Note that an edge from a to b in the ER graph does not mean that rule b will fire immediately after rule a. The fact that rule b is potentially enabled only implies that the instantiation of rule b may be added to the conflict set to be fired.

The previous analysis is useful since it does not require us to know the contents of working memory that cannot be obtained statically.

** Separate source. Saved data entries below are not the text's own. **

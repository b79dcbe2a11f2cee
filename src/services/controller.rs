//! One setup surface session.
//!
//! The controller owns the schema, template, flags, saved snapshot, draft and
//! panel state, and is the only component that calls collaborators. Every
//! operation replaces state wholesale before any collaborator is invoked.

use tracing::{debug, info, instrument, warn};

use super::collaborators::{Collaborators, NotificationKind, keys};
use super::draft_store::InputDraftStore;
use super::panel::{Confirmation, PanelStateMachine};
use super::validation::{Readiness, ValidationGate};
use super::version_policy::{VersionPolicy, WelcomeVariant};
use super::view::{ViewInputs, WelcomeView};
use crate::config::SetupConfig;
use crate::models::{
    InputDraft, PanelFlags, PanelState, PromptTemplate, SavedInputs, SiteInfo, VariableSchema,
};
use crate::rendering::{MarkedUpString, TemplateRenderer};
use crate::{Error, Result};

/// Drives the pre-conversation configuration surface.
#[derive(Debug)]
pub struct WelcomeController {
    schema: VariableSchema,
    template: PromptTemplate,
    flags: PanelFlags,
    site: SiteInfo,
    conversation_name: String,
    saved: Option<SavedInputs>,
    draft: InputDraft,
    panel: PanelState,
    config: SetupConfig,
    collaborators: Collaborators,
    store: InputDraftStore,
    gate: ValidationGate,
    machine: PanelStateMachine,
    policy: VersionPolicy,
    renderer: TemplateRenderer,
}

impl WelcomeController {
    /// Creates a builder for a surface over `schema` and `template`.
    #[must_use]
    pub fn builder(schema: VariableSchema, template: PromptTemplate) -> WelcomeControllerBuilder {
        WelcomeControllerBuilder::new(schema, template)
    }

    /// Variable schema.
    #[must_use]
    pub const fn schema(&self) -> &VariableSchema {
        &self.schema
    }

    /// Prompt template.
    #[must_use]
    pub const fn template(&self) -> &PromptTemplate {
        &self.template
    }

    /// Deployment flags.
    #[must_use]
    pub const fn flags(&self) -> &PanelFlags {
        &self.flags
    }

    /// Current saved snapshot.
    #[must_use]
    pub const fn saved_inputs(&self) -> Option<&SavedInputs> {
        self.saved.as_ref()
    }

    /// Current draft.
    #[must_use]
    pub const fn draft(&self) -> &InputDraft {
        &self.draft
    }

    /// Current panel state.
    #[must_use]
    pub const fn panel(&self) -> PanelState {
        self.panel
    }

    /// Active presentation variant.
    #[must_use]
    pub fn variant(&self) -> WelcomeVariant {
        self.policy.resolve(&self.flags, &self.schema)
    }

    /// Readiness of the current draft.
    #[must_use]
    pub fn readiness(&self) -> Readiness {
        self.gate.check(&self.schema, &self.draft)
    }

    /// Returns true when starting a chat needs a complete draft.
    #[must_use]
    pub const fn requires_complete_inputs(&self) -> bool {
        self.policy.requires_complete_inputs(&self.flags)
    }

    /// Template rendered against the current draft.
    #[must_use]
    pub fn preview(&self) -> MarkedUpString {
        self.renderer.render(&self.template, &self.draft)
    }

    /// Presentation model for the current state.
    #[must_use]
    pub fn view(&self) -> WelcomeView {
        WelcomeView::build(&ViewInputs {
            variant: self.variant(),
            panel: self.panel,
            schema: &self.schema,
            template: &self.template,
            draft: &self.draft,
            site: &self.site,
            conversation_name: &self.conversation_name,
            example_questions: &self.config.example_questions,
            default_max_length: self.config.default_value_max_len,
            translator: self.collaborators.translator.as_ref(),
        })
    }

    /// Sets one draft value.
    ///
    /// # Errors
    ///
    /// Returns [`Error::InvalidInput`] if `key` is not declared by the schema.
    pub fn set_input(&mut self, key: &str, value: impl Into<String>) -> Result<()> {
        if !self.schema.contains(key) {
            return Err(Error::InvalidInput(format!("unknown variable '{key}'")));
        }
        self.draft = self.store.set(&self.draft, key, value);
        Ok(())
    }

    /// Opens the saved inputs for editing. No-op unless collapsed under an
    /// editable summary.
    #[instrument(skip(self), fields(operation = "panel.edit", mode = %self.panel.mode))]
    pub fn edit(&mut self) {
        if !self.variant().is_editable() {
            debug!("summary is not editable");
            return;
        }
        self.panel = self.machine.edit(self.panel);
    }

    /// Commits the draft as the new saved snapshot.
    ///
    /// On success the panel collapses and the owner is told once. No-op
    /// outside editing.
    ///
    /// # Errors
    ///
    /// Returns [`Error::MissingRequiredVariable`] when a required value is
    /// empty; an error notification is shown and the panel stays editing.
    #[instrument(skip(self), fields(operation = "panel.confirm", mode = %self.panel.mode))]
    pub fn confirm(&mut self) -> Result<()> {
        match self.machine.confirm(self.panel, &self.schema, &self.draft) {
            Ok(Confirmation::Committed { state, saved }) => {
                self.panel = state;
                let saved = self.saved.insert(saved);
                info!(snapshot = %saved.id, "saved inputs committed");
                self.collaborators.owner.on_inputs_change(saved);
                Ok(())
            },
            Ok(Confirmation::Ignored(state)) => {
                self.panel = state;
                Ok(())
            },
            Err(err) => {
                self.report(&err);
                Err(err)
            },
        }
    }

    /// Discards edits and collapses. No-op outside editing.
    #[instrument(skip(self), fields(operation = "panel.cancel", mode = %self.panel.mode))]
    pub fn cancel(&mut self) {
        let cancellation =
            self.machine
                .cancel(self.panel, &self.schema, &self.draft, self.saved.as_ref());
        self.panel = cancellation.state;
        self.draft = cancellation.draft;
    }

    /// Starts the conversation with the current draft.
    ///
    /// # Errors
    ///
    /// Returns [`Error::ActionUnavailable`] when the active variant offers no
    /// start action, and [`Error::MissingRequiredVariable`] when the version
    /// requires a complete draft and it is not.
    #[instrument(skip(self), fields(operation = "chat.start"))]
    pub fn start_chat(&mut self) -> Result<()> {
        let variant = self.variant();
        if !variant.offers_start_chat() {
            return Err(Error::ActionUnavailable(
                "start chat after inputs are saved".to_string(),
            ));
        }
        self.ensure_can_start()?;
        self.collaborators.chat.start_chat(&self.draft);
        Ok(())
    }

    /// Uses an example question as the first message and starts the chat.
    ///
    /// # Errors
    ///
    /// Returns [`Error::ActionUnavailable`] when the active variant shows no
    /// example questions, and [`Error::MissingRequiredVariable`] as for
    /// [`Self::start_chat`].
    #[instrument(skip(self, question), fields(operation = "chat.example_question"))]
    pub fn choose_example_question(&mut self, question: &str) -> Result<()> {
        if !self.variant().shows_example_questions() {
            return Err(Error::ActionUnavailable(
                "example questions are not offered here".to_string(),
            ));
        }
        if !self
            .config
            .example_questions
            .iter()
            .any(|category| category.contains(question))
        {
            debug!("question is not one of the configured examples");
        }
        self.ensure_can_start()?;
        self.collaborators.owner.on_default_query(question);
        self.collaborators.chat.start_chat(&self.draft);
        Ok(())
    }

    /// Applies a snapshot pushed by the owning application.
    ///
    /// A snapshot with a new identity (or its removal) re-seeds the draft and
    /// resets the panel; the same identity leaves everything untouched.
    #[instrument(skip(self, saved), fields(operation = "inputs.sync"))]
    pub fn sync_saved_inputs(&mut self, saved: Option<SavedInputs>) {
        let current = self.saved.as_ref().map(|s| s.id);
        let incoming = saved.as_ref().map(|s| s.id);
        if current == incoming {
            debug!("saved inputs unchanged");
            return;
        }

        self.flags.has_saved_inputs = saved.is_some();
        self.draft = self.store.initialize(&self.schema, saved.as_ref());
        self.saved = saved;
        self.panel = PanelState::initial(&self.flags);
        info!(mode = %self.panel.mode, "draft re-seeded from saved inputs");
    }

    /// Replaces the deployment flags, resetting the panel when they change.
    pub fn set_flags(&mut self, flags: PanelFlags) {
        if self.flags == flags {
            return;
        }
        self.flags = flags;
        self.panel = PanelState::initial(&self.flags);
    }

    fn ensure_can_start(&self) -> Result<()> {
        self.machine
            .check_start_chat(&self.schema, &self.draft, self.requires_complete_inputs())
            .inspect_err(|err| self.report(err))
    }

    fn report(&self, err: &Error) {
        warn!(error = %err, "submission rejected");
        let mut message = self
            .collaborators
            .translator
            .translate(keys::VALUE_OF_VAR_REQUIRED);
        if let Error::MissingRequiredVariable(key) = err {
            let name = self
                .schema
                .get(key)
                .map_or(key.as_str(), |definition| definition.display_name.as_str());
            message = format!("{message}: {name}");
        }
        self.collaborators.notifier.notify(
            NotificationKind::Error,
            &message,
            self.config.notification_duration_ms,
        );
    }
}

/// Builder for a [`WelcomeController`].
#[derive(Debug)]
pub struct WelcomeControllerBuilder {
    schema: VariableSchema,
    template: PromptTemplate,
    flags: PanelFlags,
    site: SiteInfo,
    conversation_name: String,
    saved: Option<SavedInputs>,
    config: SetupConfig,
    collaborators: Option<Collaborators>,
}

impl WelcomeControllerBuilder {
    fn new(schema: VariableSchema, template: PromptTemplate) -> Self {
        Self {
            schema,
            template,
            flags: PanelFlags::default(),
            site: SiteInfo::default(),
            conversation_name: String::new(),
            saved: None,
            config: SetupConfig::default(),
            collaborators: None,
        }
    }

    /// Sets the deployment flags.
    #[must_use]
    pub const fn flags(mut self, flags: PanelFlags) -> Self {
        self.flags = flags;
        self
    }

    /// Sets the site information.
    #[must_use]
    pub fn site(mut self, site: SiteInfo) -> Self {
        self.site = site;
        self
    }

    /// Sets the conversation name shown once inputs are saved.
    #[must_use]
    pub fn conversation_name(mut self, name: impl Into<String>) -> Self {
        self.conversation_name = name.into();
        self
    }

    /// Sets the initial saved snapshot.
    #[must_use]
    pub fn saved_inputs(mut self, saved: SavedInputs) -> Self {
        self.saved = Some(saved);
        self
    }

    /// Sets the configuration.
    #[must_use]
    pub fn config(mut self, config: SetupConfig) -> Self {
        self.config = config;
        self
    }

    /// Sets the collaborators. Defaults to logging-only collaborators using
    /// the configured translations.
    #[must_use]
    pub fn collaborators(mut self, collaborators: Collaborators) -> Self {
        self.collaborators = Some(collaborators);
        self
    }

    /// Builds the controller, seeding the draft and the initial panel state.
    #[must_use]
    pub fn build(self) -> WelcomeController {
        let store = InputDraftStore::new();
        let draft = store.initialize(&self.schema, self.saved.as_ref());
        let panel = PanelState::initial(&self.flags);
        let collaborators = self
            .collaborators
            .unwrap_or_else(|| Collaborators::detached(self.config.translator()));
        let policy = VersionPolicy::new(self.config.private_requires_complete_inputs);

        debug!(
            variables = self.schema.len(),
            mode = %panel.mode,
            public = self.flags.is_public_version,
            "setup surface created"
        );

        WelcomeController {
            schema: self.schema,
            template: self.template,
            flags: self.flags,
            site: self.site,
            conversation_name: self.conversation_name,
            saved: self.saved,
            draft,
            panel,
            config: self.config,
            collaborators,
            store,
            gate: ValidationGate::new(),
            machine: PanelStateMachine::new(),
            policy,
            renderer: TemplateRenderer::new(),
        }
    }
}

11.2.2 Termination Analysis

As described in the introduction, the upper bound on a real-time expert system’s execution time cannot exceed the length of the period between two consecutive sensor input readings [Cheng et al., 1993; Chen and Cheng, 1995b]. Therefore, our goal is to determine before run-time a tight upper bound on the execution time of the expert system in every invocation following each reading of sensor input values. The first analysis step is to determine whether the expert system terminates. Since a rule-based expert system program is data-driven, it is not designed for all possible data domains. Certain input data are required to direct the control flows in the program. Many con-

376 TIMING ANALYSIS OF PREDICATE-LOGIC RULE-BASED SYSTEMS

trol techniques are implemented in this manner, and the absence of certain WMEs or a specific ordering of WMEs is required to generate the initial WM. If these WMEs are not present in the expected data domain, abnormal program behavior will occur, usually leading to a cycle in the program flow.

Ullman [Ullman and Van Gelder, 1988] studied recursive relations and described termination conditions in backward-chaining programs. Here, we consider the termination conditions for forward-chaining rule-based programs. We examine the ER graph of an OPS5 program to detect the termination conditions. If the OPS5 program is found not to terminate for all initial program states, the culprit conditions that cause nontermination are extracted to assist programmers in correcting the program.

Termination Detection An OPS5 program is terminating if the maximal number of its rule firings is finite. Thus the maximal number of times a rule in a terminating program can fire is also finite. A rule is said to be terminating if its number of firings is always finite. To detect program termination, we use the ER graph, which provides information about the logical paths of an OPS5 program. In particular, we use this graph to trace the control flows of the program. Because we know the potentially enabling relation between rules, we can detect if the firing of each rule in an OPS5 program can terminate. The following definitions are needed to describe the conditions under which a rule will terminate.

Definition 4. Suppose rule a potentially enables rule b. Then there is an edge from node a to node b in the ER graph. A matched condition element of rule b is one of the enabling condition elements of rule b, which may be matched by executing an action of rule a. Here, rule a is called the enabling rule of the matched condition element.

Definition 5. An unmatched condition element is one of the enabling condition elements of a rule, which cannot be matched by firing any rule.

Note that an unmatched condition can still be matched by the initial working memory.

Example 2. Matched and unmatched condition elements

(p a

(c1 ^a1 5)

(c2 ^a2 <x> ^a3 2) -->

(modify 2 ^a2 3)) (p b

(c2 ^a2 <x>)

(c3 ^a4 <x> ^a5 <y>) -->

(modify 1 ^a2 <y>))

In example 2, suppose the firing of any other rule cannot match the second condition element of rule a. In the ER graph, rule b will potentially enable rule a. The first condition element (c2 ^a2 <x>) of rule a is a matched condition element because it may be matched by firing rule b. The second condition element (c3 ^a4 <x> ^a5 <y>) of rule a is an unmatched condition element because it cannot be matched by firing other rules.

An important property of OPS5 rule-based systems is called refraction, which ensures that the same instantiation is never executed more than once. Two instantiations are considered the same if they have the same rule name and the same WMEs matching to the same condition elements.

Next, we derive a theorem to detect the termination of a program. One way to predict the termination condition is to make sure that every state in the state-space graph cannot be reached more than once. However, since it is computationally expensive to expand the whole state-space graph, we use the ER graph to detect this property.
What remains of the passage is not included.